AMS Monitoring and Benchmark #94

lpottier · 2025-02-21T20:33:58Z

This PR adds monitoring capabilities to AMS, especially for the RabbitMQ case:

On AMSlib side: we have a way to output detailed monitoring data at the message level when using RabbitMQ
On the python side: this PR extends the existing monitoring design to add fine-grain reporting per RabbitMQ message

This PR also fixes #83 and harmonizes the name of different RabbitMQ fields across the stack:

rabbitmq-outbound-queue -> rabbitmq-queue-physics
rabbitmq-exchange -> rabbitmq-exchange-training
rabbitmq-routing-key -> rabbitmq-key-training

Various optimizations:

The last 2 bits used for padding in AMSMessage are now used to encode the message ID (useful for end-to-end monitoring)
Moved from std::vector to std::list when keeping a buffer of AMSMessage, std::list incurs fewer move operations when deleting messages

Signed-off-by: Loic Pottier <[email protected]>

Changed several JSON fields in RMQ config: - rabbitmq-outbound-queue -> rabbitmq-queue-physics - rabbitmq-exchange -> rabbitmq-exchange-training - rabbitmq-routing-key -> rabbitmq-key-training Signed-off-by: Loic Pottier <[email protected]>

Signed-off-by: Loic Pottier <[email protected]>

…age ID from AMSlib Signed-off-by: Loic Pottier <[email protected]>

koparasy · 2025-02-21T20:47:35Z

src/AMSWorkflow/ams/rmq.py

@@ -56,9 +60,9 @@ def header_format(self) -> str:
        - 4 bytes are the number of elements in the message. Limit max: 2^32 - 1
        - 2 bytes are the input dimension. Limit max: 65535
        - 2 bytes are the output dimension. Limit max: 65535
-        - 2 bytes are for aligning memory to 8
+        - 2 bytes are the message ID given by AMSlib (local to each MPI rank). Limit max: 65535


What happens if the application sends more than the max messages?

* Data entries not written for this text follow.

// Host-side tests for the sync primitives.
//
// Interrupt state is simulated per thread by `MockArchOps`, so tests can run in parallel.

use crate::{ArchOps, IntrGuard, SpinLock};
use std::sync::Once;
use test_support::mock::arch::{MOCK_ARCH_OPS, MockArchOps};

impl ArchOps for MockArchOps {
    unsafe fn read_and_disable_interrupts(&self) -> usize {
        MockArchOps::read_and_disable_interrupts(self)
    }

    unsafe fn restore_interrupts(&self, flags: usize) {
        MockArchOps::restore_interrupts(self, flags)
    }

    fn interrupt_enable_mask(&self) -> usize {
        MockArchOps::interrupt_enable_mask(self)
    }

    fn cpu_id(&self) -> usize {
        MockArchOps::cpu_id(self)
    }
}

static INIT: Once = Once::new();

fn setup() {
    INIT.call_once(|| {
        // SAFETY: Once 保证只注册一次
        unsafe { crate::register_arch_ops(&MOCK_ARCH_OPS) };
    });
}
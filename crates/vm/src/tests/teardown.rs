use super::*;
use crate::page::PageKind;

const MAP: usize = 0x3000_0000;
const ANON: usize = 0x1000_0000;

#[test]
fn test_dirty_pages_written_back_exactly_once() {
    let h = Harness::new(8, 8);
    let (file, dyn_file) = mock_file(pattern(0, 3 * PAGE));
    h.spt.map_file(Vaddr(MAP), 3 * PAGE, true, &dyn_file, 0).unwrap();
    h.spt.allocate(PageKind::Anon, Vaddr(ANON), true, None).unwrap();
    h.spt.allocate(PageKind::Anon, Vaddr(ANON + PAGE), true, None).unwrap();

    h.write(MAP, b"zero").unwrap();
    h.read(MAP + PAGE, 4).unwrap();
    h.write(MAP + 2 * PAGE, b"two").unwrap();
    h.write(ANON, b"anon").unwrap();

    h.spt.teardown();
    assert_eq!(file.write_calls(), 2);
    let contents = file.contents();
    assert_eq!(&contents[..4], b"zero");
    assert_eq!(&contents[2 * PAGE..2 * PAGE + 3], b"two");
    assert!(h.spt.is_empty());
    assert!(h.spt.mmap_region(Vaddr(MAP)).is_none());
    assert_eq!(file.open_handles(), 1);
    assert_eq!(h.pt.mapped_count(), 0);
    assert_eq!(h.free_frames(), h.total_frames());

    crate::spt_teardown(&h.spt);
    assert_eq!(file.write_calls(), 2);
}

#[test]
fn test_swap_slots_released() {
    let h = Harness::new(2, 8);
    for i in 0..5 {
        h.spt
            .allocate(PageKind::Anon, Vaddr(ANON + i * PAGE), true, None)
            .unwrap();
        h.write(ANON + i * PAGE, &[i as u8; 32]).unwrap();
    }
    assert_eq!(h.system.swap().used_slots(), 3);

    h.spt.teardown();
    assert_eq!(h.system.swap().used_slots(), 0);
    assert_eq!(h.system.frames().resident_frames(), 0);
    assert_eq!(h.free_frames(), h.total_frames());
}

#[test]
fn test_evicted_file_page_not_written_again() {
    let h = Harness::new(1, 4);
    let (file, dyn_file) = mock_file(pattern(0, 2 * PAGE));
    h.spt.map_file(Vaddr(MAP), 2 * PAGE, true, &dyn_file, 0).unwrap();
    h.write(MAP, b"once").unwrap();
    // 驱逐时写回
    h.read(MAP + PAGE, 1).unwrap();
    assert_eq!(file.write_calls(), 1);

    h.spt.teardown();
    assert_eq!(file.write_calls(), 1);
    assert_eq!(&file.contents()[..4], b"once");
}

#[test]
fn test_drop_tears_down() {
    let h = Harness::new(4, 4);
    let (pt, spt) = h.new_space();
    let (file, dyn_file) = mock_file(pattern(0, PAGE));
    spt.map_file(Vaddr(MAP), PAGE, true, &dyn_file, 0).unwrap();
    spt.allocate(PageKind::Anon, Vaddr(ANON), true, None).unwrap();
    user_write(&spt, &pt, MAP, b"exit").unwrap();
    user_write(&spt, &pt, ANON, b"exit").unwrap();
    assert_eq!(h.free_frames(), h.total_frames() - 2);

    drop(spt);
    assert_eq!(h.free_frames(), h.total_frames());
    assert_eq!(&file.contents()[..4], b"exit");
    assert_eq!(file.open_handles(), 1);
}
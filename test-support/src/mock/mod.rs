//! Mock 实现模块
//!
//! 这些类型只提供固有方法，不依赖被测 crate（避免循环依赖）。
//! 被测 crate 在 `cfg(test)` 下为它们实现自己的 trait。

pub mod arch;
pub mod device;
pub mod fs;
pub mod mm;
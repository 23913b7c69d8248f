//! 硬件页表接口

use crate::address::{Ppn, Vpn};
use crate::error::VmResult;

/// 单个地址空间的硬件页表
///
/// `unmap` 只清除有效位：脏位和访问位在下一次 `map` 之前仍然可读，
/// 驱逐时先使映射失效、再根据脏位决定是否写回。
/// 实现负责在 `unmap` 后刷新 TLB。
pub trait Mmu: Send + Sync {
    /// 安装 `vpn -> ppn` 映射，并清除脏位和访问位
    fn map(&self, vpn: Vpn, ppn: Ppn, writable: bool) -> VmResult<()>;

    /// 使映射失效
    fn unmap(&self, vpn: Vpn);

    /// 有效映射指向的物理页
    fn translate(&self, vpn: Vpn) -> Option<Ppn>;

    /// 脏位
    fn is_dirty(&self, vpn: Vpn) -> bool;

    /// 设置或清除脏位
    fn set_dirty(&self, vpn: Vpn, dirty: bool);

    /// 访问位
    fn is_accessed(&self, vpn: Vpn) -> bool;

    /// 设置或清除访问位
    fn set_accessed(&self, vpn: Vpn, accessed: bool);
}
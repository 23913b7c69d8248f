use super::*;
use crate::page::{PageKind, PageLoader};
use std::sync::Barrier;
use std::thread;

const BASE: usize = 0x2000_0000;

#[test]
fn test_racing_faults_share_one_frame() {
    let h = Harness::new(4, 4);
    h.spt.allocate(PageKind::Anon, Vaddr(BASE), true, None).unwrap();
    let barrier = &Barrier::new(4);
    let spt = &h.spt;

    thread::scope(|s| {
        for _ in 0..4 {
            s.spawn(move || {
                barrier.wait();
                let flags = PageFaultFlags::NOT_PRESENT | PageFaultFlags::USER;
                spt.handle_page_fault(&PageFault::new(Vaddr(BASE + 8), flags, Vaddr(0)))
                    .unwrap();
            });
        }
    });

    assert_eq!(h.system.frames().resident_frames(), 1);
    assert_eq!(h.free_frames(), h.total_frames() - 1);
    assert_eq!(h.pt.mapped_count(), 1);
}

fn tagged_loader(tag: u8) -> Arc<dyn PageLoader> {
    Arc::new(move |vaddr: Vaddr, frame: &mut [u8]| -> VmResult<()> {
        frame[0] = tag;
        frame[1..9].copy_from_slice(&(vaddr.0 as u64).to_le_bytes());
        Ok(())
    })
}

#[test]
fn test_processes_under_memory_pressure() {
    let h = Harness::new(4, 64);
    let spaces: Vec<_> = (0..3).map(|_| h.new_space()).collect();
    for (tag, (_, spt)) in spaces.iter().enumerate() {
        for i in 0..8 {
            spt.allocate(
                PageKind::Anon,
                Vaddr(BASE + i * PAGE),
                true,
                Some(tagged_loader(tag as u8)),
            )
            .unwrap();
        }
    }

    thread::scope(|s| {
        for (_, spt) in &spaces {
            s.spawn(move || {
                for round in 0..3 {
                    for i in 0..8 {
                        let addr = BASE + ((i * 3 + round) % 8) * PAGE;
                        let flags = PageFaultFlags::NOT_PRESENT | PageFaultFlags::USER;
                        let fault = PageFault::new(Vaddr(addr), flags, Vaddr(0));
                        spt.handle_page_fault(&fault).unwrap();
                    }
                }
            });
        }
    });

    assert!(h.system.frames().resident_frames() <= 4);
    for (tag, (pt, spt)) in spaces.iter().enumerate() {
        for i in 0..8 {
            let addr = BASE + i * PAGE;
            let bytes = user_read(spt, pt, addr, 9).unwrap();
            assert_eq!(bytes[0], tag as u8);
            assert_eq!(u64::from_le_bytes(bytes[1..9].try_into().unwrap()), addr as u64);
        }
    }

    drop(spaces);
    assert_eq!(h.system.swap().used_slots(), 0);
    assert_eq!(h.free_frames(), h.total_frames());
}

Valid question. I should add a failsafe for that case.

koparasy · 2025-02-21T20:58:24Z

src/AMSlib/wf/rmqdb.cpp

+  current_offset += sizeof(uint16_t);
+  // Message ID (should be 2 bytes)
+  uint16_t new_message_id;
+  std::memcpy(&new_message_id, data_blob + current_offset, sizeof(uint16_t));


We should avoid memcpy and use it only if we need to (e.g. we get a blob of data). A couple of lines above we do this:

uint16_t new_domain_size = (reinterpret_cast<uint16_t*>(data_blob + current_offset))[0];

Good catch. I will fix that.

koparasy

@lpottier It is hard for me to understand what exactly we are trying to do here. As far as I understood the code we are trying to:

Have a performance benchmark. This follows the design of the example code. Correct?
You extend rmq to monitor performance. You monitor performance by attaching a timestamp? and outputing it to a JSON file?
You extend rmq with additional caliper capabilities. Are these matched with the JSON monitoring ?
There is some locking/unlocking in mutexes. What is the reasoning of this?
Some extensions modify the msg header. Is this necessary?

lpottier · 2025-02-21T23:04:43Z

@koparasy Yes the PR is a bit all over the place.. You understood correctly.

Yes, it does follow the example code with some extra options
Yes
I added some Caliper monitoring on the AMSlib to take into the time when we restart the broker (if that happens)
The reasoning was that both publisher and consumer will use output their data to the same JSON (one JSON per MPI rank) but I have not implemented the rabbitmq monitoring on the consumer as we do not need right now. The locks are useless now but will become useful later
It is necessary if we want to monitor end-to-end, but based on our discussion earlier this week we will not need it, so I can revert the code back to the original AMSMessage design.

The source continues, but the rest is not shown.